- _BRIEF_
Please repeat, from the entries that follow, the lines from the one containing "let fd = unsafe" through the one containing "raw.sin_family = libc::AF_INET" exactly, adding nothing.

- _SUPPLIED DATA_
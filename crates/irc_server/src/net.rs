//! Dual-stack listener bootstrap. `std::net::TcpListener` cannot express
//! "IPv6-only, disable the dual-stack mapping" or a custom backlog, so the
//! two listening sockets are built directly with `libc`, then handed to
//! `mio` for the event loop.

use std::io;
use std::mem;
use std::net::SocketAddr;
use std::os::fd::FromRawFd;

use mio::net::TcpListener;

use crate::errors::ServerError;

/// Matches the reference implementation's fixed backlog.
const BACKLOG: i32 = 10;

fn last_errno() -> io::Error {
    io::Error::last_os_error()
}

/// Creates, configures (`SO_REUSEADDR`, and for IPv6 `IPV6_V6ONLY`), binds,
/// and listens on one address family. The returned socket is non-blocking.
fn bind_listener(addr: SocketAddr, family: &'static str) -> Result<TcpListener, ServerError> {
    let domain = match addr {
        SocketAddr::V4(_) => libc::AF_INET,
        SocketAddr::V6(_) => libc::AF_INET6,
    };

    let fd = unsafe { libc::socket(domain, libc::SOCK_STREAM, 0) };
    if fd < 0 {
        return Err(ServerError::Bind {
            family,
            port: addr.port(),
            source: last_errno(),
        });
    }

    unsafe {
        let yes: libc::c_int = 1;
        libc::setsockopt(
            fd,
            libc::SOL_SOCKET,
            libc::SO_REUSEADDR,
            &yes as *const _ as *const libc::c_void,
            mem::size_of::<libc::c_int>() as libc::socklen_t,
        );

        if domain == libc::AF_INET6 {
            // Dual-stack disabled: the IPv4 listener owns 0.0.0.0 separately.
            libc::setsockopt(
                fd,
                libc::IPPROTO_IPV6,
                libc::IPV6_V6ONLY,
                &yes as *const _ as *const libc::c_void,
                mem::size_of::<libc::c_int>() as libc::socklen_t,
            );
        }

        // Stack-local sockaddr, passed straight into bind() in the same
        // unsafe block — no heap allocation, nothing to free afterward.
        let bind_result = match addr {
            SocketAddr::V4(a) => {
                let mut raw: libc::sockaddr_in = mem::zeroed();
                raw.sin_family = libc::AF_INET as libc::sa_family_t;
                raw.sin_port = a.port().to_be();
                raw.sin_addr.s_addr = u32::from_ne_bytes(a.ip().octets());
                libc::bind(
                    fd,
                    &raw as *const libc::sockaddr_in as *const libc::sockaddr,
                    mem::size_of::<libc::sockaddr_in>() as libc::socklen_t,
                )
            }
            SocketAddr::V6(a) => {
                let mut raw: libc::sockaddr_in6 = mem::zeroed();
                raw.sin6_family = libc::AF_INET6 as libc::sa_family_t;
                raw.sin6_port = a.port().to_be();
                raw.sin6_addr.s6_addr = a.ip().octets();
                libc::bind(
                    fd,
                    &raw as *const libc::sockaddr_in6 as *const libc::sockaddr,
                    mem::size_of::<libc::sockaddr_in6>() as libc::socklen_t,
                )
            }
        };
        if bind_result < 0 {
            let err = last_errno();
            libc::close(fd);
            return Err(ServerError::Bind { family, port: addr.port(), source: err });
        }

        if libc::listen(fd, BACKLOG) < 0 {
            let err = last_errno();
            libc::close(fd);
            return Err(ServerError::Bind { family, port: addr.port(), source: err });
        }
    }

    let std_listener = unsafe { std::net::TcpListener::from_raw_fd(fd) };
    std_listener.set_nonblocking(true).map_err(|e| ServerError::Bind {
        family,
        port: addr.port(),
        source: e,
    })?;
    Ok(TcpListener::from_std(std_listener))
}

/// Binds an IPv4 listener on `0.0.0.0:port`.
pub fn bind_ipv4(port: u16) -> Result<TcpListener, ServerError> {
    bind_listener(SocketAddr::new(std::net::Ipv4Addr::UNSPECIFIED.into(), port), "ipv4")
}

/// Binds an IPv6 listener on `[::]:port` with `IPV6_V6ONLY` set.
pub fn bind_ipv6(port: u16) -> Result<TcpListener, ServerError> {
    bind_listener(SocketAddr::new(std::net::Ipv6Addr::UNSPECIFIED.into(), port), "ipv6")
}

- _OUTPUT FOR THIS EXERCISE_
    let fd = unsafe { libc::socket(domain, libc::SOCK_STREAM, 0) };
    if fd < 0 {
        return Err(ServerError::Bind {
            family,
            port: addr.port(),
            source: last_errno(),
        });
    }

    unsafe {
        let yes: libc::c_int = 1;
        libc::setsockopt(
            fd,
            libc::SOL_SOCKET,
            libc::SO_REUSEADDR,
            &yes as *const _ as *const libc::c_void,
            mem::size_of::<libc::c_int>() as libc::socklen_t,
        );

        if domain == libc::AF_INET6 {
            // Dual-stack disabled: the IPv4 listener owns 0.0.0.0 separately.
            libc::setsockopt(
                fd,
                libc::IPPROTO_IPV6,
                libc::IPV6_V6ONLY,
                &yes as *const _ as *const libc::c_void,
                mem::size_of::<libc::c_int>() as libc::socklen_t,
            );
        }

        // Stack-local sockaddr, passed straight into bind() in the same
        // unsafe block — no heap allocation, nothing to free afterward.
        let bind_result = match addr {
            SocketAddr::V4(a) => {
                let mut raw: libc::sockaddr_in = mem::zeroed();
                raw.sin_family = libc::AF_INET as libc::sa_family_t;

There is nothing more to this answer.